Russian hackers exploited popular anti-virus software to gain access to NSA secrets: WSJ

  • A popular Russian-made anti-virus program is linked to one of the most significant security breaches in years, according to a report The Wall Street Journal published today.
  • The breach is the first known incident in which Kaspersky software is believed to have been exploited by Russian hackers to conduct espionage against the U.S. government, the report said.
  • Once authorized for use on computers belonging to the Army, Navy and Air Force, Kaspersky software continues to be sold widely throughout Western Europe and the Americas, including the United States.

A popular Russian-made anti-virus program is linked to one of the most significant security breaches in years, according to a report The Wall Street Journal published today.

According to the report, hackers employed by the Russian government stole information related to American cyber tactics after a contractor working for the National Security Agency put the highly classified material on his home computer.

The contractor used anti-virus software made by Kaspersky Lab, a Russian cybersecurity firm headquartered in Moscow. The breach is the first known incident in which Kaspersky software is believed to have been exploited by Russian hackers to conduct espionage against the U.S. government, the report said.

Once authorized for use on computers belonging to the Army, Navy and Air Force, Kaspersky software continues to be sold widely throughout Western Europe and the Americas, including the United States.

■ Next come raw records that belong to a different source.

fn health(state: &AppState) -> Response<Full<Bytes>> {
    json(
        StatusCode::OK,
        &Health {
            status: "alive",
            version: env!("CARGO_PKG_VERSION"),
            reload_state: state.reload_state().to_string(),
            published: state.current().is_some(),
        },
    )
}

fn dashboard(state: &AppState) -> Response<Full<Bytes>> {
    match state.current() {
        Some(dashboard) => json(StatusCode::OK, &dashboard.view()),
        None => not_loaded(),
    }
}

/// Serves one grid page. When the caller names the snapshot it is paging through and that
/// snapshot is no longer published, answers 409 so the page re-fetches the whole dashboard
/// instead of mixing rows from one table with charts from another.
fn grid(state: &AppState, query: Option<&str>) -> Response<Full<Bytes>> {
    let (page, snapshot) = match (
        query_param::<usize>(query, "page"),
        query_param::<u64>(query, "snapshot"),
    ) {
        (Ok(page), Ok(snapshot)) => (page.unwrap_or(1), snapshot),
        (Err(message), _) | (_, Err(message)) => {
            return error_response(StatusCode::BAD_REQUEST, message)
        }
    };
    let Some(dashboard) = state.current() else {
        return not_loaded();
    };
    match snapshot {
        Some(wanted) if wanted != dashboard.snapshot() => error_response(
            StatusCode::CONFLICT,
            format!(
                "Snapshot {wanted} has been replaced by snapshot {}; reload the dashboard",
                dashboard.snapshot()
            ),
        ),
        _ => json(StatusCode::OK, &dashboard.page(page)),
    }
}

/// Reads `key` from the query string. Absent keys are `None`; unparseable values are an error.
fn query_param<T: FromStr>(query: Option<&str>, key: &str) -> Result<Option<T>, String> {
    let Some(query) = query else {
        return Ok(None);
    };
    match url::form_urlencoded::parse(query.as_bytes()).find(|(k, _)| k == key) {
        None => Ok(None),
        Some((_, value)) => value
            .parse::<T>()
            .map(Some)
            .map_err(|_| format!("Invalid {key} '{value}'")),
    }
}

async fn reload(state: &AppState) -> Response<Full<Bytes>> {
    match state.reload().await {
        Ok(dashboard) => json(StatusCode::OK, &dashboard.view()),
        Err(e) => load_failed(e),
    }
}

async fn upload<B>(state: &AppState, req: Request<B>) -> Response<Full<Bytes>>
where
    B: Body,
    B::Error: Into<BoxError>,
{
    let name = req
        .headers()
        .get(FILE_NAME_HEADER)
        .and_then(|v| v.to_str().ok())
        .filter(|v| !v.is_empty())
        .unwrap_or("uploaded.csv")
        .to_string();

    let bytes = match Limited::new(req.into_body(), MAX_UPLOAD_BYTES).collect().await {
        Ok(collected) => collected.to_bytes(),
        Err(e) if e.is::<LengthLimitError>() => {
            return error_response(
                StatusCode::PAYLOAD_TOO_LARGE,
                format!("Uploads are limited to {MAX_UPLOAD_BYTES} bytes"),
            )
        }
        Err(e) => {
            return error_response(
                StatusCode::BAD_REQUEST,
                format!("Unable to read the upload: {e}"),
            )
        }
    };
    debug!("Received upload '{name}' of {} bytes", bytes.len());

    let source = Source::Upload {
        name,
        bytes: bytes.to_vec(),
    };
    match state.reload_from(source).await {
        Ok(dashboard) => json(StatusCode::OK, &dashboard.view()),
        Err(e) => load_failed(e),
    }
}

/// Maps a failed reload to a status code. Bad data is the client's problem; a missing configured
/// file is the server's.
fn load_failed(e: anyhow::Error) -> Response<Full<Bytes>> {
    let status = match e.downcast_ref::<LoadError>() {
        Some(LoadError::ParseError { .. }) | Some(LoadError::SchemaError(_)) => {
            StatusCode::UNPROCESSABLE_ENTITY
        }
        _ => StatusCode::INTERNAL_SERVER_ERROR,
    };
    error_response(status, format!("{e:#}"))
}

In June, a military funding bill in the Senate sought to ban Kaspersky software from being used by the military. Last month, the Department of Homeland Security ordered federal agencies to remove software from the company within 90 days. According to the Journal, national security officials suspect the company of being a proxy for the Russian government, though the company denies those claims.

"This development should serve as a stark warning, not just to the federal government, but to states, local governments, and the American public, of the serious dangers of using Kaspersky software," Sen. Jeanne Shaheen, D-N.H., said in a statement.

The company told the Journal that it "has not been provided any information or evidence substantiating this alleged incident, and as a result, we must assume that this is another example of a false accusation."

An NSA spokesperson also declined to comment to the Journal.